Analyse Nike Pour la compet Route Testing

Vaporfly Next% VS Alphafly Next% : le comparatif

Avec la sortie du modèle « Ineos » de l’Alphafly, la fameuse paire avec laquelle Eliud Kipchoge a « brisé », certes non officiellement, la barrière des 2 heures sur marathon en 2019, nous avons pensé que revenir sur les caractéristiques de cette chaussure finalement assez méconnue était une bonne idée. 

Pour cela, nous l’avons comparée à la Vaporfly Next%, l’autre chaussure à plaque carbone de Nike, qu’on ne présente plus (NDLR : si jamais vous voulez quand même en savoir plus sur la Next, vous pouvez lire notre article à son sujet ici

En effet, si la Vaporfly est unanimement plébiscitée, reconnue comme la meilleure running jamais conçue, l’Alphafly, elle, a reçu des avis plus divergents. Certains athlètes sponsorisés par Nike sont ainsi restés fidèles à la Vaporfly, même sur marathon (Bekele, Mo Farah…) quand d’autres ont basculé sur l’Alphafly sur des distances plus courtes (Vincent Luis, pour ne citer que lui)

Nous avons voulu comprendre les raisons de ces choix et de ces avis contrastés concernant l’Alphafly. Cette dernière a quand même été conçue en fonction des avis et des retours de Kipchoge himself et on imagine mal Nike créer une chaussure pour rien… 

Pourquoi avoir sorti l’Alphafly alors que la Vaporfly était déjà ultra performante ? Quelles différences existent-ils entre les deux paires ? Pour quelle utilisation ? Quel ressenti au pied ? 

Éléments de réponse : 

Caractéristiques technologiques 

Si l’Alphafly reprend les codes de la Vaporfly, avec l’inévitable présence du désormais célèbre combo plaque carbone + mousse ZoomX, permettant d’optimiser au maximum la balance entre amorti et fort retour d’énergie à chaque foulée, elle s’en distingue sur de nombreux points. 

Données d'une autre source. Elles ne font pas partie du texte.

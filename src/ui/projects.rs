use crossterm::event::KeyCode;
use tui::{
    backend::Backend,
    layout::{Constraint, Direction, Layout, Rect},
    style::{Color, Modifier, Style},
    text::{Span, Spans, Text},
    widgets::{Block, Borders, List, ListItem, ListState, Paragraph},
    Frame,
};

use crate::models::Project;
use crate::ui::components::{next_index, previous_index, render_delete_confirmation};

// Represents the state of the project list on the home screen
pub struct ProjectsState {
    projects: Vec<Project>,
    list_state: ListState,
    expanded: Option<i64>,
    show_delete_confirmation: bool,
}

#[derive(Debug, Clone, Copy, PartialEq, Eq)]
pub enum ProjectAction {
    Exit,
    NewProject,
    EditProject(i64),
    DeleteProject(i64),
}

impl ProjectsState {
    pub fn new(projects: Vec<Project>) -> Self {
        let mut list_state = ListState::default();
        if !projects.is_empty() {
            list_state.select(Some(0));
        }

        Self {
            projects,
            list_state,
            expanded: None,
            show_delete_confirmation: false,
        }
    }

    pub fn replace_projects(&mut self, projects: Vec<Project>) {
        self.projects = projects;
        let selected = match self.list_state.selected() {
            _ if self.projects.is_empty() => None,
            Some(i) => Some(i.min(self.projects.len() - 1)),
            None => Some(0),
        };
        self.list_state.select(selected);
    }

    pub fn projects(&self) -> &[Project] {
        &self.projects
    }

    pub fn next(&mut self) {
        let i = next_index(self.list_state.selected(), self.projects.len());
        self.list_state.select(i);
    }

    pub fn previous(&mut self) {
        let i = previous_index(self.list_state.selected(), self.projects.len());
        self.list_state.select(i);
    }

    pub fn toggle_delete_confirmation(&mut self) {
        self.show_delete_confirmation = !self.show_delete_confirmation;
    }

    pub fn is_confirming(&self) -> bool {
        self.show_delete_confirmation
    }

    pub fn selected_project(&self) -> Option<&Project> {
        self.list_state.selected().and_then(|i| self.projects.get(i))
    }

    pub fn selected_project_id(&self) -> Option<i64> {
        self.selected_project().map(|p| p.id)
    }

    /// Show or hide the customers of `id`; at most one project is open
    pub fn toggle_expanded(&mut self, id: i64) {
        self.expanded = if self.expanded == Some(id) { None } else { Some(id) };
    }

    pub fn expanded(&self) -> Option<i64> {
        self.expanded
    }
}

pub fn render_projects<B: Backend>(frame: &mut Frame<B>, area: Rect, state: &mut ProjectsState) {
    let chunks = Layout::default()
        .direction(Direction::Vertical)
        .constraints([
            Constraint::Min(1),
            Constraint::Length(3),
        ].as_ref())
        .split(area);

    if state.projects.is_empty() {
        let empty = Paragraph::new("There are no projects")
            .block(Block::default().title("Projects").borders(Borders::ALL));
        frame.render_widget(empty, chunks[0]);
    } else {
        let items: Vec<ListItem> = state
            .projects
            .iter()
            .map(|project| ListItem::new(project_text(project, state.expanded == Some(project.id))))
            .collect();

        let projects_list = List::new(items)
            .block(Block::default().title("Projects").borders(Borders::ALL))
            .highlight_style(Style::default().bg(Color::Blue).fg(Color::White));

        frame.render_stateful_widget(projects_list, chunks[0], &mut state.list_state);
    }

    let buttons_text = match state.selected_project() {
        Some(project) if state.expanded == Some(project.id) => {
            "<Enter> Hide Customers | <E> Edit | <D> Delete | <N> New Project | <Q> Quit"
        }
        Some(_) => "<Enter> Show Customers | <E> Edit | <D> Delete | <N> New Project | <Q> Quit",
        None => "<N> New Project | <Q> Quit",
    };

    let buttons = Paragraph::new(buttons_text)
        .block(Block::default().borders(Borders::TOP))
        .style(Style::default().fg(Color::White));

    frame.render_widget(buttons, chunks[1]);

    if state.show_delete_confirmation {
        render_delete_confirmation(frame, area, "Are you sure you want to delete this project?");
    }
}

fn project_text(project: &Project, expanded: bool) -> Text<'static> {
    let mut lines = vec![
        Spans::from(vec![
            Span::styled(project.name.clone(), Style::default().add_modifier(Modifier::BOLD)),
            Span::raw("  "),
            Span::styled(project.created_label(), Style::default().fg(Color::DarkGray)),
        ]),
        Spans::from(format!("  {}", project.description)),
    ];

    if expanded {
        lines.push(Spans::from(Span::styled(
            "  Customers:",
            Style::default().add_modifier(Modifier::BOLD),
        )));
        if project.customers.is_empty() {
            lines.push(Spans::from("    No customers linked to this project."));
        }
        for customer in &project.customers {
            lines.push(Spans::from(format!("    - {} - {}", customer.name, customer.email)));
        }
    }
    lines.push(Spans::from(""));

    Text::from(lines)
}

pub fn handle_key(state: &mut ProjectsState, key: KeyCode) -> Option<ProjectAction> {
    if state.show_delete_confirmation {
        match key {
            KeyCode::Char('y') | KeyCode::Char('Y') => {
                state.toggle_delete_confirmation();
                return state.selected_project_id().map(ProjectAction::DeleteProject);
            }
            KeyCode::Char('n') | KeyCode::Char('N') | KeyCode::Esc => {
                state.toggle_delete_confirmation();
            }
            _ => {}
        }
        return None;
    }

    match key {
        KeyCode::Char('q') | KeyCode::Esc => return Some(ProjectAction::Exit),
        KeyCode::Char('n') => return Some(ProjectAction::NewProject),
        KeyCode::Char('e') => return state.selected_project_id().map(ProjectAction::EditProject),
        KeyCode::Char('d') => {
            if state.selected_project().is_some() {
                state.toggle_delete_confirmation();
            }
        }
        KeyCode::Enter => {
            if let Some(id) = state.selected_project_id() {
                state.toggle_expanded(id);
            }
        }
        KeyCode::Down => state.next(),
        KeyCode::Up => state.previous(),
        _ => {}
    }
    None
}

La principale différence est évidemment la présence des 2 bulles d’air (appelées modules Air Zoom) à l’avant de la chaussure, qui, comme sur la Tempo Next%, ont pour but principal d’améliorer l’amorti et de favoriser la propulsion vers l’avant. D’une manière générale, tout sur l’Alphafly a pour vocation à réduire la dépense énergétique et à améliorer l’économie de course. Normal quand on sait que cette chaussure est initialement conçue pour courir sur des distances longues, où le chrono se décide souvent sur les derniers kilomètres. En clair, si tu arrives plus frais (ou plutôt moins crevé) au 35ème kilomètre de ton marathon, il y a de grandes chances que tu battes ton record. C’est l’esprit de la chaussure. 

Les Air Pods, sans fil également.

Cet ajout de modules Air Zoom sous la semelle est accompagné d’une addition de mousse ZoomX. Pour ne pas trop alourdir la chaussure comparée à la Vaporfly, le mesh a été changé et allégé. L’empeigne voit ainsi son poids diminuer avec un FlyKnit encore plus léger nommé AtomKnit.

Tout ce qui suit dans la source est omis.